I used some ice cubes and water in a coffee mug to check the calibration of the sensors.  The first problem I noticed was that the temperature readings would rise by about 0.2C once the sampling started.

I believe this was due to self-heading.  I reduced the sampling interval to every 10 seconds in order to reduce the change of self-heating.  Even then, my lowest readings were 0.06C, which seemed a bit high.  The datasheet shows a mean error of -0.14C at 0C, and I couldn't get either of my sensors to read below 0.06C.

While it is possible that both of my sensors were off from the mean error by about +0.2C, I suspected my ice/water mixture was a bit warmer than 0C.  Water's maximum density is at 3.8C, so I thought I could be getting some stratification with the water at the bottom of the mug slightly warmer than the water and ice at the top.  I then set out to find the best way to make a 0C temperature reference bath, and hit the jackpot with one of Measurement Canada's lab standards.

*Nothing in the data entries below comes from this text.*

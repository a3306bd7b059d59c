//! GitHub URL grammar.
//!
//! ```text
//! https://github.com/acme/widget/commit/v1.0.0
//! https://github.com/acme/widget/tree/main/src
//! https://github.com/acme/widget/blob/main/README.md?plain=1#L10-L20
//! https://github.com/acme/widget/pull/42
//! ```

use url::Url;

use super::base::RepositoryBase;
use super::types::{LineRange, PullRequestNumber};

pub(super) fn commit_url(base: &RepositoryBase, commitish: &str) -> Url {
    base.join(&["commit", commitish])
}

pub(super) fn tree_url(base: &RepositoryBase, commitish: &str, path: &str) -> Url {
    base.join(&["tree", commitish, path])
}

/// Without `?plain=1` GitHub renders Markdown and similar files, which
/// disables line anchors.
pub(super) fn blob_url(
    base: &RepositoryBase,
    commitish: &str,
    path: &str,
    range: Option<LineRange>,
) -> Url {
    let mut url = base.join(&["blob", commitish, path]);
    if let Some(selection) = range {
        url.set_query(Some("plain=1"));
        url.set_fragment(Some(&match selection {
            LineRange::Line(line) => format!("L{line}"),
            LineRange::Span { start, end } => format!("L{start}-L{end}"),
        }));
    }
    url
}

pub(super) fn pull_request_url(base: &RepositoryBase, number: PullRequestNumber) -> Url {
    base.join(&["pull", &number.to_string()])
}
//! Application Engine: drives each application through its lifecycle and
//! aggregates batches.
//!
//! Per application: accept (pending) → start (in_progress) → one log entry per
//! `SubmissionStep` → submitter outcome → completed | failed. Every transition
//! is written through to the `StatusStore` so status lookups see progress.
//!
//! Batches run on a bounded pool (`futures::StreamExt::buffered`), which keeps
//! results in request order. Each worker owns its record by value until it is
//! terminal; when the shared deadline passes, the worker is dropped and the
//! engine fails whatever state the store last saw.
//!
//! Every call runs on its own spawned task. The caller only awaits the handle,
//! so a dropped request never strands records short of a terminal status.

use std::sync::Arc;
use std::time::Duration;

use futures::stream::{self, StreamExt};
use serde::Serialize;
use thiserror::Error;
use tokio::time::{timeout_at, Instant};
use tracing::{debug, info, warn};
use uuid::Uuid;

use crate::applications::store::{StatusStore, StatusSummary, StoreError};
use crate::models::application::{
    ApplicationRecord, ApplicationStatus, SubmissionStep, TransitionError,
};
use crate::models::job::{CandidateData, JobId};
use crate::platform::ApplicationSubmitter;

#[derive(Debug, Error)]
pub enum EngineError {
    #[error("application {0} not found")]
    NotFound(Uuid),

    #[error(transparent)]
    Store(#[from] StoreError),

    #[error(transparent)]
    Transition(#[from] TransitionError),

    #[error("application worker aborted: {0}")]
    Worker(#[from] tokio::task::JoinError),
}

/// Outcome counts for one batch response.
#[derive(Debug, Clone, PartialEq, Eq, Serialize)]
pub struct BatchSummary {
    pub total: usize,
    pub completed: usize,
    pub failed: usize,
}

impl BatchSummary {
    pub fn from_records(records: &[ApplicationRecord]) -> Self {
        let count = |s: ApplicationStatus| records.iter().filter(|r| r.status == s).count();
        Self {
            total: records.len(),
            completed: count(ApplicationStatus::Completed),
            failed: count(ApplicationStatus::Failed),
        }
    }
}

#[derive(Clone)]
pub struct ApplicationEngine {
    store: Arc<dyn StatusStore>,
    submitter: Arc<dyn ApplicationSubmitter>,
    concurrency: usize,
    timeout: Duration,
}

impl ApplicationEngine {
    pub fn new(
        store: Arc<dyn StatusStore>,
        submitter: Arc<dyn ApplicationSubmitter>,
        concurrency: usize,
        timeout: Duration,
    ) -> Self {
        Self {
            store,
            submitter,
            concurrency: concurrency.max(1),
            timeout,
        }
    }

    /// Applies to one job. A refused submission is a `failed` record, not an error.
    pub async fn apply_one(
        &self,
        job_id: JobId,
        candidate: &CandidateData,
    ) -> Result<ApplicationRecord, EngineError> {
        let engine = self.clone();
        let candidate = candidate.clone();
        tokio::spawn(async move {
            let deadline = Instant::now() + engine.timeout;
            let record = engine.accept(job_id).await?;
            engine.run_until(record, &candidate, deadline).await
        })
        .await?
    }

    /// Applies to every job in `job_ids`, returning one record per id in input order.
    pub async fn apply_batch(
        &self,
        job_ids: &[JobId],
        candidate: &CandidateData,
    ) -> Result<Vec<ApplicationRecord>, EngineError> {
        let engine = self.clone();
        let job_ids = job_ids.to_vec();
        let candidate = candidate.clone();
        tokio::spawn(async move { engine.run_batch(&job_ids, &candidate).await }).await?
    }

    pub async fn get_status(&self, id: Uuid) -> Result<ApplicationRecord, EngineError> {
        self.store.get(id).await?.ok_or(EngineError::NotFound(id))
    }

    pub async fn summary(&self) -> Result<StatusSummary, EngineError> {
        Ok(self.store.summary().await?)
    }

    async fn run_batch(
        &self,
        job_ids: &[JobId],
        candidate: &CandidateData,
    ) -> Result<Vec<ApplicationRecord>, EngineError> {
        let deadline = Instant::now() + self.timeout;

        let mut accepted = Vec::with_capacity(job_ids.len());
        for &job_id in job_ids {
            accepted.push(self.accept(job_id).await?);
        }

        info!(
            batch_size = job_ids.len(),
            concurrency = self.concurrency,
            "Starting batch application"
        );

        let results: Vec<Result<ApplicationRecord, EngineError>> = stream::iter(accepted)
            .map(|record| self.run_until(record, candidate, deadline))
            .buffered(self.concurrency)
            .collect()
            .await;

        let records = results.into_iter().collect::<Result<Vec<_>, _>>()?;
        let summary = BatchSummary::from_records(&records);
        info!(
            total = summary.total,
            completed = summary.completed,
            failed = summary.failed,
            "Batch application finished"
        );
        Ok(records)
    }

    async fn accept(&self, job_id: JobId) -> Result<ApplicationRecord, EngineError> {
        let record = ApplicationRecord::new(job_id);
        self.store.insert(record.clone()).await?;
        debug!(application_id = %record.id, %job_id, "Application accepted");
        Ok(record)
    }

    async fn run_until(
        &self,
        record: ApplicationRecord,
        candidate: &CandidateData,
        deadline: Instant,
    ) -> Result<ApplicationRecord, EngineError> {
        let id = record.id;
        if Instant::now() >= deadline {
            return self.expire(id).await;
        }
        match timeout_at(deadline, self.drive(record, candidate)).await {
            Ok(result) => result,
            Err(_) => self.expire(id).await,
        }
    }

    /// Walks one record from pending to a terminal status.
    async fn drive(
        &self,
        mut record: ApplicationRecord,
        candidate: &CandidateData,
    ) -> Result<ApplicationRecord, EngineError> {
        record.start()?;
        self.store.update(&record).await?;

        for step in SubmissionStep::ORDER {
            record.log(step.log_line())?;
            self.store.update(&record).await?;
        }

        let outcome = self
            .submitter
            .submit_application(record.job_id, candidate)
            .await;

        if outcome.success {
            record.complete()?;
        } else {
            record.fail(outcome.diagnostic.as_deref())?;
        }
        self.store.update(&record).await?;

        info!(
            application_id = %record.id,
            job_id = %record.job_id,
            status = record.status.as_str(),
            "Application finished"
        );
        Ok(record)
    }

    /// Fails a record whose worker missed the deadline. Already-terminal records
    /// are returned as stored.
    async fn expire(&self, id: Uuid) -> Result<ApplicationRecord, EngineError> {
        let mut record = self.store.get(id).await?.ok_or(EngineError::NotFound(id))?;
        if record.status.is_terminal() {
            return Ok(record);
        }

        warn!(
            application_id = %id,
            job_id = %record.job_id,
            status = record.status.as_str(),
            "Application timed out"
        );
        let diagnostic = format!("Timed out after {}s.", self.timeout.as_secs());
        record.fail(Some(&diagnostic))?;
        self.store.update(&record).await?;
        Ok(record)
    }
}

From previous experience with Mr. Boston, I knew that chopping ice cubes could ruin a cheap blender.  I didn't have a readily available supply of distilled water either, so I came up with another solution.  I chipped enough frost out of the freezer to fill a blender jug.  The frost is not as hard as ice, so it would be less likely to damage the blender. and since the frost forms from sublimation of water vapor, it should have few impurities.

After about 15 minutes of adding water and blending, I had a bunch of slush about the consistency of sorbet.  I drained the cold water and saved it to pre-chill the temperature probes, and transferred the slush into a dewar's flask.  After another 10 minutes I tested the temperature of the slush:

The other sensor gave similar results stabilizing at -0.19C.  I suspect my ice bath was a bit too cold.  I had added (chlorinated) municipal water to the frost in order to make the slush, which would add impurities.  Those impurities would lower the bath temperature by several millikelvins as noted by Measurement Canada.  I also hadn't maintained a full immersion of all the ice in water while blending, so some of the ice slush may not have come in contact with water long enough to raise it's temperature to 0C.  The results were good enough though; making the perfect 0.00C reference can wait for another day.

Not quite ready to finish with the temperature sensors, after looking at the mean error graph from the datasheet, I realized I could improve the accuracy in software.  The mean error looks like part of a parabolic curve, so by flattening the curve the error would be reduced.  Although a quadratic equation would be ideal, for simplicity I used a linear formula which reduces the mean error to under 0.05C from -25C to +65C:
float correctTemp(float temperature) {
  return temperature + 0.2 - (abs(temperature - 20) * .005);
}

I modified the test program to output the raw and corrected temperature,  As expected, with a raw temperature of 20.0C, the corrected temperature was 20.2C.

While the DS18B20 sensors are cheap and reasonably accurate, they have some drawbacks.  The -55C to +125C temperature range is less than diode temperature sensors that work from -65C to +200C.  The Arduino libary is not very efficient since it converts the native 7.8 bit fixed-point readings into 32-bit float.  It's quite simple to use, and given the low cost of the sensors, I think they are a great solution for remote temperature sensing.